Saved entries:

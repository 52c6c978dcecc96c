//! WebSocket signaling relay for peer-to-peer calls.
//!
//! Clients connect to `GET /ws`, receive their id, join a room by name and
//! then exchange offers, answers and candidates with other members through
//! the server. Media never passes through here.

#![forbid(unsafe_code)]

mod config;
mod room;
mod signaling;

pub use config::*;
pub use room::*;
pub use signaling::*;

use axum::Router;
use axum::routing::get;
use std::future::Future;
use tokio::net::TcpListener;

pub fn router(service: SignalingService) -> Router {
    Router::new()
        .route("/ws", get(ws_handler))
        .route("/health", get(|| async { "OK" }))
        .with_state(service)
}

/// Serve signaling on `listener` until `shutdown` resolves.
pub async fn serve<F>(
    listener: TcpListener,
    service: SignalingService,
    shutdown: F,
) -> std::io::Result<()>
where
    F: Future<Output = ()> + Send + 'static,
{
    axum::serve(listener, router(service))
        .with_graceful_shutdown(shutdown)
        .await
}
use crate::config::AppConfig;
use tracing_appender::non_blocking::WorkerGuard;
use tracing_subscriber::{EnvFilter, fmt, prelude::*};

/// Install the global subscriber. Keep the returned guard alive for the
/// lifetime of the process or buffered file output is lost.
pub fn init_logging(config: &AppConfig) -> WorkerGuard {
    let file_appender = match config.rotation.as_str() {
        "hourly" => tracing_appender::rolling::hourly(&config.log_dir, &config.log_file),
        "daily" => tracing_appender::rolling::daily(&config.log_dir, &config.log_file),
        _ => tracing_appender::rolling::never(&config.log_dir, &config.log_file),
    };

    let (non_blocking, guard) = tracing_appender::non_blocking(file_appender);

    let filter = EnvFilter::try_from_default_env()
        .unwrap_or_else(|_| EnvFilter::new(filter_directives(config)));

    let registry = tracing_subscriber::registry().with(filter);

    if config.use_json {
        let file_layer = fmt::layer()
            .json()
            .with_target(true) // Keep target in JSON for structured queries
            .with_writer(non_blocking)
            .with_ansi(false);
        registry.with(file_layer).init();
    } else {
        // stdout carries command output, so console logs go to stderr
        let file_layer = fmt::layer()
            .with_target(false)
            .with_writer(non_blocking)
            .with_ansi(false);
        let console_layer = fmt::layer()
            .with_target(false)
            .with_writer(std::io::stderr)
            .with_ansi(true);
        registry.with(file_layer).with(console_layer).init();
    }

    guard
}

fn filter_directives(config: &AppConfig) -> String {
    if config.log_sql {
        config.log_level.clone()
    } else {
        format!("{},sqlx=warn", config.log_level)
    }
}

#[cfg(test)]
mod tests {
    use super::*;

    fn config(log_sql: bool) -> AppConfig {
        let mut config = AppConfig::from_yaml(
            "log_level: debug\nlog_dir: ./logs\nlog_file: t.log\nuse_json: false\nrotation: never\n",
        )
        .unwrap();
        config.log_sql = log_sql;
        config
    }

    #[test]
    fn test_sql_logs_quieted_by_default() {
        assert_eq!(filter_directives(&config(false)), "debug,sqlx=warn");
        assert_eq!(filter_directives(&config(true)), "debug");
    }
}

ACTION ITEM:
Repeat every record, keeping each line exactly as it is.

EXPECTED ANSWER:
repository 52c6c978dcecc96c
//! WebSocket signaling relay for peer-to-peer calls.
//!
//! Clients connect to `GET /ws`, receive their id, join a room by name and
//! then exchange offers, answers and candidates with other members through
//! the server. Media never passes through here.

#![forbid(unsafe_code)]

mod config;
mod room;
mod signaling;

pub use config::*;
pub use room::*;
pub use signaling::*;

use axum::Router;
use axum::routing::get;
use std::future::Future;
use tokio::net::TcpListener;

pub fn router(service: SignalingService) -> Router {
    Router::new()
        .route("/ws", get(ws_handler))
        .route("/health", get(|| async { "OK" }))
        .with_state(service)
}

/// Serve signaling on `listener` until `shutdown` resolves.
pub async fn serve<F>(
    listener: TcpListener,
    service: SignalingService,
    shutdown: F,
) -> std::io::Result<()>
where
    F: Future<Output = ()> + Send + 'static,
{
    axum::serve(listener, router(service))
        .with_graceful_shutdown(shutdown)
        .await
}
use crate::config::AppConfig;
use tracing_appender::non_blocking::WorkerGuard;
use tracing_subscriber::{EnvFilter, fmt, prelude::*};

/// Install the global subscriber. Keep the returned guard alive for the
/// lifetime of the process or buffered file output is lost.
pub fn init_logging(config: &AppConfig) -> WorkerGuard {
    let file_appender = match config.rotation.as_str() {
        "hourly" => tracing_appender::rolling::hourly(&config.log_dir, &config.log_file),
        "daily" => tracing_appender::rolling::daily(&config.log_dir, &config.log_file),
        _ => tracing_appender::rolling::never(&config.log_dir, &config.log_file),
    };

    let (non_blocking, guard) = tracing_appender::non_blocking(file_appender);

    let filter = EnvFilter::try_from_default_env()
        .unwrap_or_else(|_| EnvFilter::new(filter_directives(config)));

    let registry = tracing_subscriber::registry().with(filter);

    if config.use_json {
        let file_layer = fmt::layer()
            .json()
            .with_target(true) // Keep target in JSON for structured queries
            .with_writer(non_blocking)
            .with_ansi(false);
        registry.with(file_layer).init();
    } else {
        // stdout carries command output, so console logs go to stderr
        let file_layer = fmt::layer()
            .with_target(false)
            .with_writer(non_blocking)
            .with_ansi(false);
        let console_layer = fmt::layer()
            .with_target(false)
            .with_writer(std::io::stderr)
            .with_ansi(true);
        registry.with(file_layer).with(console_layer).init();
    }

    guard
}

fn filter_directives(config: &AppConfig) -> String {
    if config.log_sql {
        config.log_level.clone()
    } else {
        format!("{},sqlx=warn", config.log_level)
    }
}

#[cfg(test)]
mod tests {
    use super::*;

    fn config(log_sql: bool) -> AppConfig {
        let mut config = AppConfig::from_yaml(
            "log_level: debug\nlog_dir: ./logs\nlog_file: t.log\nuse_json: false\nrotation: never\n",
        )
        .unwrap();
        config.log_sql = log_sql;
        config
    }

    #[test]
    fn test_sql_logs_quieted_by_default() {
        assert_eq!(filter_directives(&config(false)), "debug,sqlx=warn");
        assert_eq!(filter_directives(&config(true)), "debug");
    }
}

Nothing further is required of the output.